Global Listed Infrastructure Bridges the Nuclear Opportunity Gap

    Global Listed Infrastructure Bridges the Nuclear Opportunity Gap

    Back to Markets Summit 2025 Overview
    Global listed infrastructure provides an overlooked investment opportunity in the nuclear energy sector, bridging the gap between growing power demand and carbon-free baseload supply. Listed infrastructure companies, particularly U.S. utilities, already own a significant portion of existing nuclear capacity and stand to benefit from both repowering old plants and potential new buildouts. Active investment in global listed infrastructure can be a compelling way to capitalise on these trends while managing risks effectively.

    Opportunities

    • Rising Electricity Demand & Nuclear Energy’s Renaissance: The world is experiencing a step change in electricity demand growth driven by digitisation and AI, reshoring and electrification of transport and decarbonisation. Nuclear is re-emerging as a key contributor to meet this demand providing carbon free base power, it has Bipartisan backing in the US and technological advancements are reducing costs.

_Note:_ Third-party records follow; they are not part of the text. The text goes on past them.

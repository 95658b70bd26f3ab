//! Path normalization.
//!
//! - `normalize_path`: absolute form via `canonicalize`, with fallback
//! - `resolve_path`: config-relative paths against the project root
//! - `clean`: lexical `.`/`..` folding that never touches the filesystem

use std::path::{Component, Path, PathBuf};

/// Normalize a file system path to absolute form.
///
/// Tries `canonicalize()` first, falls back to joining with the current
/// directory for paths that do not exist yet.
#[inline]
pub fn normalize_path(path: &Path) -> PathBuf {
    path.canonicalize().unwrap_or_else(|_| {
        if path.is_absolute() {
            clean(path)
        } else {
            std::env::current_dir()
                .map_or_else(|_| clean(path), |cwd| clean(&cwd.join(path)))
        }
    })
}

/// Resolve `path` against `root` unless it is already absolute.
#[inline]
pub fn resolve_path(path: &Path, root: &Path) -> PathBuf {
    if path.is_absolute() {
        clean(path)
    } else {
        clean(&root.join(path))
    }
}

/// Fold `.` and `..` components lexically.
///
/// A `..` that would climb above the start of a relative path is kept, so
/// callers can still detect escapes.
pub fn clean(path: &Path) -> PathBuf {
    let mut out: Vec<Component<'_>> = Vec::new();
    for component in path.components() {
        match component {
            Component::CurDir => {}
            Component::ParentDir => match out.last() {
                Some(Component::Normal(_)) => {
                    out.pop();
                }
                Some(Component::RootDir | Component::Prefix(_)) => {}
                _ => out.push(component),
            },
            other => out.push(other),
        }
    }
    out.iter().collect()
}

/// Render a relative path with `/` separators on every platform.
pub fn to_slash(path: &Path) -> String {
    path.components()
        .filter_map(|c| match c {
            Component::Normal(s) => Some(s.to_string_lossy()),
            Component::ParentDir => Some("..".into()),
            _ => None,
        })
        .collect::<Vec<_>>()
        .join("/")
}
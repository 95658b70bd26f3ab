//! Static resources compiled into the binary.
//!
//! - `serve` - dev server resources (livereload.js, loading page)

mod template;

pub use template::{Template, TemplateVars};

pub mod serve {
    use super::{Template, TemplateVars};

    /// URL the injected `<script>` tag loads the client from.
    pub const LIVERELOAD_URL: &str = "/__slidesmith/livereload.js";

    /// Variables for livereload.js.
    pub struct LiveReloadVars {
        pub ws_port: u16,
    }

    impl TemplateVars for LiveReloadVars {
        fn apply(&self, content: &str) -> String {
            content.replace("__SLIDESMITH_WS_PORT__", &self.ws_port.to_string())
        }
    }

    /// Browser side of live reload.
    pub const LIVERELOAD_JS: Template<LiveReloadVars> =
        Template::new(include_str!("serve/livereload.js"));

    /// Variables for loading.html.
    pub struct LoadingVars<'a> {
        pub title: &'a str,
    }

    impl TemplateVars for LoadingVars<'_> {
        fn apply(&self, content: &str) -> String {
            content.replace("__TITLE__", &escape_html(self.title))
        }
    }

    /// Shown while the initial build runs; reloads itself.
    pub const LOADING_HTML: Template<LoadingVars<'static>> =
        Template::new(include_str!("serve/loading.html"));

    fn escape_html(text: &str) -> String {
        text.replace('&', "&amp;")
            .replace('<', "&lt;")
            .replace('>', "&gt;")
            .replace('"', "&quot;")
    }

    #[cfg(test)]
    mod tests {
        use super::*;

        #[test]
        fn test_livereload_port_injected() {
            let js = LIVERELOAD_JS.render(&LiveReloadVars { ws_port: 35730 });
            assert!(js.contains("35730"));
            assert!(!js.contains("__SLIDESMITH_WS_PORT__"));
        }

        #[test]
        fn test_loading_title_escaped() {
            let html = LOADING_HTML.render(&LoadingVars {
                title: "Web <Dev>",
            });
            assert!(html.contains("Web &lt;Dev&gt;"));
        }
    }
}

    • Unappreciated Role of Listed Infrastructure: 65% of U.S. nuclear capacity is owned by listed utilities, making them a liquid and scalable way to invest in nuclear exposure. However, many are not fully recognised in passive indexes, highlighting benefit of active management in accessing this trend.

    • U.S. Utilities: There is an earnings acceleration being experienced by U.S. utilities who are now guiding for 7% to 10% annual earnings growth, double their historical 3% to 5%. Valuations are attractive with U.S. utilities trading below their historical P/E average relative to the S&P 500.

    • Diversified Infrastructure Growth: Even beyond nuclear, listed infrastructure offers exposure to multiple secular themes including energy transition, urbanisation & mobility and water & waste management.

    Risks & Areas of Concern

    • Nuclear Construction & Cost Risks: Large nuclear projects e.g. Hinkley Point C in the UK have faced massive budget blowouts and delays, raising concerns about whether new projects can be delivered efficiently. Long lead times and high upfront costs can create hesitancy to invest in new projects.

    • Regulatory & Political Risks: Use of nuclear power is controversial with many people in the public and in government hesitant to embrace it. Because of this nuclear policy faces political risks from changing governments and regulatory risks increasing costs and timeframes to complete projects. Government support is key for the sector.

    • Environmental & Safety Risks: Long term disposal of radioactive waste remains a major challenge, with no scalable permanent solutions in many countries. Nuclear accident risks remain; however, nuclear safety has improved since disasters such as Chernobyl and Three Mile Island.

    • Demand Uncertainty & Technological Disruption: Electricity demand growth may end up being overestimated with efficiency improvements in AI from example reducing power needs. If renewables + storage is cheaper and more efficient this will also reduce the desire for nuclear investment.

    Portfolio Implications

    • The Resolution Global Listed Infrastructure Fund will provide a greater exposure to the nuclear opportunity with 31% of its portfolio companies having at least some exposure to nuclear energy, which is much higher than the infrastructure index which holds 16% in these companies. In addition, it invests in Constellation Energy, the listed company which is most exposed to nuclear power and is not in the broader infrastructure index.

    • Most of these companies fall under the electric utilities sector which the Fund has a greater exposure to compared to the index. Electric utilities tend to be regulated, defensive in nature with stable and predictable cashflows that tend to be linked with inflation. This may result in a more defensive infrastructure exposure compared to the infrastructure index.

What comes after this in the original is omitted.